Nell’affrontare il tema presentato, bisogna evitare di lasciarsi trasportare dalla tentazione di assumere atteggiamenti moralisti o bigotti. Parimenti, è necessario evitare di lasciarsi trasportare dalla velleitaria convinzione che sia possibile vincolare i comportamenti privati attraverso leggi o codici, una soluzione che presuppone una visione del tutto illiberale e anzi autoritaria (poiché solo nei regimi lo Stato va a determinare e controllare la sfera privata o specifiche dimensioni della sfera privata dell’individuo) e che, comunque, non porterebbe all’effetto sperato, anzi, semmai, esaspererebbe il desiderio di ribellione. Guardando, dunque, alla questione in modo lucido e in una prospettiva liberale, la domanda è: in quali casi il comportamento privato va a cozzare con o a ledere la onorabilità di chi assume una carica pubblica? Per rispondere, è necessario tenere a mente un punto: l’onorabilità della carica pubblica riguarda, appunto, la carica pubblica, non la persona privata. Ciò significa, in altri termini, che chi ha una carica pubblica deve agire in modo tale che la sua azione come rappresentante delle istituzioni non sia macchiata da sospetto o da infamia.

La “doppia vita” di chi viene eletto

L’individuo che ricopre una carica pubblica ha due dimensioni: la dimensione privata e la dimensione pubblica, e quando si trova nella seconda dimensione la sua libertà di azione – e anche di scelta – è limitata dalla necessità di salvaguardare l’onorabilità della sua funzione. Questa considerazione va incontro a un’obiezione immediata: come distinguere la dimensione privata dalla dimensione pubblica? Ci sono cariche pubbliche (si pensi a un sindaco, ma anche un membro delle forze dell’ordine) che rendono la persona che le ricopre “sempre in servizio”. Così, un sindaco che esce a cena con una persona, esce con quella persona in veste di sindaco o di privato cittadino? E quanto le frequentazioni private possono influenzare la sua azione? Se si dovesse ragionare in modo radicale, l’obiettività e la totale imparzialità di una persona che riveste una carica pubblica potrebbe essere salvaguardata solamente incapsulando quella persona “in una campana di vetro”, cioè solamente se quella persona smettesse, di fatto, di vivere liberamente; una soluzione, questa, inapplicabile.
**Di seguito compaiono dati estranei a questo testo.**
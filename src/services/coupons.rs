use crate::{
    entities::{
        coupon::{self, DiscountType},
        coupon_usage, Coupon, CouponModel, CouponUsage,
    },
    errors::ServiceError,
};
use chrono::{DateTime, Utc};
use rust_decimal::{prelude::ToPrimitive, Decimal};
use sea_orm::{
    sea_query::Expr, ActiveModelTrait, ColumnTrait, ConnectionTrait, DatabaseConnection,
    EntityTrait, QueryFilter, Set, SqlErr, TransactionTrait,
};
use serde::{Deserialize, Serialize};
use std::sync::Arc;
use tracing::{info, instrument};
use uuid::Uuid;
use validator::Validate;

/// Successful redemption: the discount computed and the coupon it came
/// from.
#[derive(Debug, Clone, Serialize)]
pub struct AppliedCoupon {
    pub discount_amount: i64,
    pub coupon: CouponModel,
}

#[derive(Debug, Deserialize, Validate)]
pub struct CreateCouponInput {
    #[validate(length(min = 3, max = 40))]
    pub code: String,
    pub discount_type: DiscountType,
    pub value: Decimal,
    pub max_discount: Option<i64>,
    pub min_order_amount: Option<i64>,
    pub store_id: Option<Uuid>,
    /// 0 = unlimited
    #[serde(default)]
    pub usage_limit: i32,
    pub starts_at: Option<DateTime<Utc>>,
    pub expires_at: Option<DateTime<Utc>>,
}

/// Coupon engine. `validate` is read-only; `apply` records the
/// redemption. The one-redemption-per-user rule is closed by the
/// (coupon_id, user_id) uniqueness constraint, not by application
/// locking: a constraint violation on the usage insert surfaces as
/// `CouponAlreadyUsed`.
#[derive(Clone)]
pub struct CouponService {
    db: Arc<DatabaseConnection>,
}

impl CouponService {
    pub fn new(db: Arc<DatabaseConnection>) -> Self {
        Self { db }
    }

    /// Checks a code against window, store scope, usage limit and
    /// minimum order amount. Returns the coupon so callers can quote
    /// the discount without redeeming.
    #[instrument(skip(self))]
    pub async fn validate(
        &self,
        code: &str,
        order_amount: i64,
        store_id: Option<Uuid>,
    ) -> Result<CouponModel, ServiceError> {
        let coupon = Self::find_by_code(&*self.db, code).await?;
        Self::check(&coupon, order_amount, store_id, Utc::now())?;
        Ok(coupon)
    }

    /// Redeems a code for a user: inserts the usage row and increments
    /// `used_count` in one transaction.
    #[instrument(skip(self))]
    pub async fn apply(
        &self,
        user_id: Uuid,
        code: &str,
        order_amount: i64,
    ) -> Result<AppliedCoupon, ServiceError> {
        let txn = self.db.begin().await?;
        let applied = Self::apply_on(&txn, user_id, code, order_amount).await?;
        txn.commit().await?;
        Ok(applied)
    }

    /// Redemption on the caller's connection, so checkout can make the
    /// coupon usage atomic with the orders it discounts.
    pub async fn apply_on<C: ConnectionTrait>(
        conn: &C,
        user_id: Uuid,
        code: &str,
        order_amount: i64,
    ) -> Result<AppliedCoupon, ServiceError> {
        let coupon = Self::find_by_code(conn, code).await?;
        Self::check(&coupon, order_amount, None, Utc::now())?;

        let existing = CouponUsage::find()
            .filter(coupon_usage::Column::CouponId.eq(coupon.id))
            .filter(coupon_usage::Column::UserId.eq(user_id))
            .one(conn)
            .await?;
        if existing.is_some() {
            return Err(ServiceError::Conflict(format!(
                "Coupon '{}' already used by this user",
                coupon.code
            )));
        }

        let usage = coupon_usage::ActiveModel {
            id: Set(Uuid::new_v4()),
            coupon_id: Set(coupon.id),
            user_id: Set(user_id),
            created_at: Set(Utc::now()),
        };
        if let Err(err) = usage.insert(conn).await {
            // Two concurrent redemptions race past the pre-check; the
            // constraint decides the loser.
            return match err.sql_err() {
                Some(SqlErr::UniqueConstraintViolation(_)) => Err(ServiceError::Conflict(format!(
                    "Coupon '{}' already used by this user",
                    coupon.code
                ))),
                _ => Err(err.into()),
            };
        }

        Coupon::update_many()
            .col_expr(
                coupon::Column::UsedCount,
                Expr::col(coupon::Column::UsedCount).add(1),
            )
            .col_expr(coupon::Column::UpdatedAt, Expr::value(Utc::now()))
            .filter(coupon::Column::Id.eq(coupon.id))
            .exec(conn)
            .await?;

        let discount_amount = Self::discount_for(&coupon, order_amount);
        info!(code = %coupon.code, %user_id, discount_amount, "applied coupon");
        Ok(AppliedCoupon {
            discount_amount,
            coupon,
        })
    }

    /// Discount a coupon yields on an order amount. Percentage floors
    /// and honors `max_discount`; fixed can never exceed the amount.
    pub fn discount_for(coupon: &CouponModel, order_amount: i64) -> i64 {
        if order_amount <= 0 {
            return 0;
        }
        let discount = match coupon.discount_type {
            DiscountType::Percentage => {
                let raw = (Decimal::from(order_amount) * coupon.value / Decimal::from(100))
                    .floor()
                    .to_i64()
                    .unwrap_or(0);
                match coupon.max_discount {
                    Some(cap) => raw.min(cap),
                    None => raw,
                }
            }
            DiscountType::Fixed => coupon.value.to_i64().unwrap_or(0),
        };
        discount.clamp(0, order_amount)
    }

    pub async fn create_coupon(
        &self,
        input: CreateCouponInput,
    ) -> Result<CouponModel, ServiceError> {
        input.validate()?;
        if input.value <= Decimal::ZERO {
            return Err(ServiceError::Validation(
                "coupon value must be positive".into(),
            ));
        }

        let coupon = coupon::ActiveModel {
            id: Set(Uuid::new_v4()),
            code: Set(input.code.trim().to_uppercase()),
            discount_type: Set(input.discount_type),
            value: Set(input.value),
            max_discount: Set(input.max_discount),
            min_order_amount: Set(input.min_order_amount),
            store_id: Set(input.store_id),
            usage_limit: Set(input.usage_limit.max(0)),
            used_count: Set(0),
            starts_at: Set(input.starts_at),
            expires_at: Set(input.expires_at),
            is_active: Set(true),
            created_at: Set(Utc::now()),
            updated_at: Set(Utc::now()),
        };
        match coupon.insert(&*self.db).await {
            Ok(model) => Ok(model),
            Err(err) => match err.sql_err() {
                Some(SqlErr::UniqueConstraintViolation(_)) => Err(ServiceError::Conflict(
                    "a coupon with this code already exists".into(),
                )),
                _ => Err(err.into()),
            },
        }
    }

    async fn find_by_code<C: ConnectionTrait>(
        conn: &C,
        code: &str,
    ) -> Result<CouponModel, ServiceError> {
        Coupon::find()
            .filter(coupon::Column::Code.eq(code.trim().to_uppercase()))
            .one(conn)
            .await?
            .ok_or_else(|| ServiceError::NotFound(format!("Coupon '{}' not found", code)))
    }

    fn check(
        coupon: &CouponModel,
        order_amount: i64,
        store_id: Option<Uuid>,
        now: DateTime<Utc>,
    ) -> Result<(), ServiceError> {
        if !coupon.is_active {
            return Err(ServiceError::Validation(format!(
                "Coupon '{}' is not active",
                coupon.code
            )));
        }
        if let (Some(scope), Some(supplied)) = (coupon.store_id, store_id) {
            if scope != supplied {
                return Err(ServiceError::Validation(format!(
                    "Coupon '{}' is not valid for this store",
                    coupon.code
                )));
            }
        }
        if let Some(starts_at) = coupon.starts_at {
            if now < starts_at {
                return Err(ServiceError::Validation(format!(
                    "Coupon '{}' is not yet valid",
                    coupon.code
                )));
            }
        }
        if let Some(expires_at) = coupon.expires_at {
            if now > expires_at {
                return Err(ServiceError::Validation(format!(
                    "Coupon '{}' has expired",
                    coupon.code
                )));
            }
        }
        if coupon.usage_limit > 0 && coupon.used_count >= coupon.usage_limit {
            return Err(ServiceError::Validation(format!(
                "Coupon '{}' has been fully redeemed",
                coupon.code
            )));
        }
        if let Some(min) = coupon.min_order_amount {
            if order_amount < min {
                return Err(ServiceError::Validation(format!(
                    "Order amount is below the minimum of {} for coupon '{}'",
                    min, coupon.code
                )));
            }
        }
        Ok(())
    }
}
Non si può vincolare una persona che sceglie di ricoprire una funzione pubblica, come ovviamente Toti, all’isolamento; ma si può vincolarla, nel modo più rigido, all’obiettività. In altre parole, lo sforzo morale – anzi, diremmo quasi psicologico – di chi decide di servire lo Stato non deve consistere nel privarsi della sua libertà personale (per quanto una certa dose di prudenza e di riservatezza sia forse d’obbligo, considerando che uno scandalo che colpisce lui colpisce anche lo Stato) ma consiste invece nell’assumere una forma mentis, un’impostazione psicologica che lo induca a prescindere, durante l’esercizio delle sue funzioni, da qualsiasi ingerenza privata, finanche dai suoi propri sentimenti, emozioni e affetti personali. Questa capacità di prescindere dalla propria dimensione personale dovrebbe essere un obbligo morale di chi decide di servire lo Stato, a prescindere dalle norme (e ci sono) che provano a rendere effettiva e salvaguardare l’imparzialità delle cariche pubbliche; dovrebbe essere, insomma, un esercizio psicologico o addirittura spirituale, si può osare di dire, di chi sceglie di rappresentare le istituzioni.